Battery production in Europe is growing rapidly


European manufacturers want to increase production capacities at least tenfold over the next ten years. German car manufacturers are also planning cell production.

The supply monopoly for lithium-ion batteries is still in Asia. Significantly five companies from LG to Panasonic supply more than 90 percent of the world market. However, given the increasing demand for electric cars, Europe is trying to catch up. New production capacities for battery cells are emerging here in greater numbers than anywhere else. If the plans work, the share of Europeans in global cell production will have grown from six percent to 25 percent over the next ten years.

But even these plans come thick and fast. If a study by the Fraunhofer Institute for Systems and Innovation Research at the beginning of the year assumed that batteries would be manufactured in Europe with a total capacity of up to 600 gigawatt hours by 2030 (half by Asian manufacturers, by the way), this forecast proves to be true with Tesla's recent announcement being too low. The US automaker wants to build the world's largest cell factory in Grünheide. Planned production capacity there: 250 gigawatt hours.

But there is also something going on with the competition. For example, the VW Group has allied itself with the young Swedish battery developer Northvolt. A battery cell factory for lithium-ion batteries is to be built in the Group's former main engine plant in Salzgitter by 2023. A production capacity of 24 gigawatt hours is currently planned.

The French PSA group (Citroen / Peugeot) used its national connections to set up cell production at the subsidiary Opel with the Paris-based battery manufacturer Saft, a Total subsidiary.

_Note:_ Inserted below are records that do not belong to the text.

use std::fs;
use std::path::PathBuf;
use std::process::Command;
use std::time::{SystemTime, UNIX_EPOCH};

use krondor_core::fixture::SaveBuilder;
use krondor_core::{GameData, ObjectCatalog, SaveLayout};
use serde_json::Value;

fn run_cli(args: &[&str]) -> std::process::Output {
    Command::new(env!("CARGO_BIN_EXE_krondor-se"))
        .args(args)
        .output()
        .expect("failed to run krondor-se CLI")
}

fn temp_output_path(prefix: &str, ext: &str) -> PathBuf {
    let nanos = SystemTime::now()
        .duration_since(UNIX_EPOCH)
        .expect("system time before unix epoch")
        .as_nanos();
    std::env::temp_dir().join(format!("{prefix}_{}_{}.{ext}", std::process::id(), nanos))
}

struct WrittenSave {
    save: String,
    layout_file: String,
    layout: SaveLayout,
    bytes: Vec<u8>,
}

fn write_save(prefix: &str, builder: SaveBuilder) -> WrittenSave {
    let fixture = builder.build();
    let save_path = temp_output_path(prefix, "gam");
    let layout_path = temp_output_path(prefix, "toml");
    fs::write(&save_path, &fixture.bytes).expect("save should be writable");
    let text = toml::to_string(&fixture.layout).expect("layout should serialize");
    fs::write(&layout_path, text).expect("layout should be writable");
    WrittenSave {
        save: save_path.to_string_lossy().to_string(),
        layout_file: layout_path.to_string_lossy().to_string(),
        layout: fixture.layout,
        bytes: fixture.bytes,
    }
}

#[test]
fn cli_reads_flags_in_decimal_and_hex() {
    let written = write_save(
        "krondor_se_flag_read",
        SaveBuilder::new().flag(0x20, true).flag(0xdac5, true),
    );
    let output = run_cli(&[
        "--layout",
        &written.layout_file,
        "--flag",
        "32",
        "--flag",
        "0xdac5",
        "--flag",
        "0x21",
        &written.save,
    ]);
    assert!(output.status.success());

    let stdout = String::from_utf8_lossy(&output.stdout);
    let lines: Vec<&str> = stdout.lines().collect();
    assert_eq!(
        lines,
        vec!["flag[0x20]=1", "flag[0xdac5]=1", "flag[0x21]=0"]
    );
}

#[test]
fn cli_flags_join_json_output() {
    let written = write_save("krondor_se_flag_json", SaveBuilder::new().flag(0x30, true));
    let output = run_cli(&[
        "--layout",
        &written.layout_file,
        "--json",
        "--name",
        "--flag",
        "0x30",
        &written.save,
    ]);
    assert!(output.status.success());

    let json: Value =
        serde_json::from_slice(&output.stdout).expect("stdout should be valid JSON");
    assert_eq!(json["name"], "Fixture Save");
    assert_eq!(json["flags"]["0x30"], 1);
}

#[test]
fn cli_set_and_clear_flags_write_edited_save() {
    let written = write_save("krondor_se_flag_edit", SaveBuilder::new().flag(0x40, true));
    let out_path = temp_output_path("krondor_se_flag_edit_out", "gam");
    let out = out_path.to_string_lossy().to_string();

    let output = run_cli(&[
        "--layout",
        &written.layout_file,
        "--set-flag",
        "0x41",
        "--set-flag",
        "0xdac0",
        "--clear-flag",
        "0x40",
        "--output",
        &out,
        &written.save,
    ]);
    assert!(output.status.success());
    let stdout = String::from_utf8_lossy(&output.stdout);
    assert!(stdout.contains("Wrote edited save to"));

    let edited = fs::read(&out_path).expect("edited save should exist");
    assert_eq!(edited.len(), written.bytes.len());
    let game = GameData::from_bytes(edited, written.layout, &ObjectCatalog::anonymous())
        .expect("edited save should load");
    assert!(game.read_event_bool(0x41).expect("flag"));
    assert!(game.read_event_bool(0xdac0).expect("flag"));
    assert!(!game.read_event_bool(0x40).expect("flag"));
    assert_eq!(game.name(), "Fixture Save");
}

#[test]
fn cli_edits_require_output() {
    let written = write_save("krondor_se_edit_no_output", SaveBuilder::new());
    let output = run_cli(&[
        "--layout",
        &written.layout_file,
        "--set-flag",
        "0x41",
        &written.save,
    ]);
    assert_eq!(output.status.code(), Some(2));
    let stderr = String::from_utf8_lossy(&output.stderr);
    assert!(stderr.contains("require --output"));
}

#[test]
fn cli_output_requires_an_edit() {
    let written = write_save("krondor_se_output_no_edit", SaveBuilder::new());
    let out = temp_output_path("krondor_se_output_no_edit_out", "gam");
    let out = out.to_string_lossy().to_string();
    let output = run_cli(&[
        "--layout",
        &written.layout_file,
        "--output",
        &out,
        &written.save,
    ]);
    assert_eq!(output.status.code(), Some(2));
}

#[test]
fn cli_rejects_malformed_event_pointer() {
    let written = write_save("krondor_se_bad_ptr", SaveBuilder::new());
    let output = run_cli(&[
        "--layout",
        &written.layout_file,
        "--flag",
        "0x1ffff",
        &written.save,
    ]);
    assert_eq!(output.status.code(), Some(2));
}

At the Kaiserslautern plant, where mainly engines and body parts are manufactured, lithium-ion cells with a capacity of 24 gigawatt hours are to be produced annually from 2023. 

The German company Varta, which sees itself as a technology leader in miniature batteries, also wants to get involved in the field of e-mobility and equip electric cars in the future. Exact plans are not yet known. What we know: The development of the next generation of lithium-ion cells at Varta is funded by the federal government and the states of Baden and Bavaria with around 300 million euros.

In addition, the Chinese battery manufacturers SVolt Energy and CATL are setting up their own plants in Germany. CATL, China's number one when it comes to lithium-ion batteries, will have a 24-gigawatt-hour production facility in Erfurt in the former halls of the insolvent Solarworld by 2022. At SVolt the capacity should also be 24 gigawatt hours.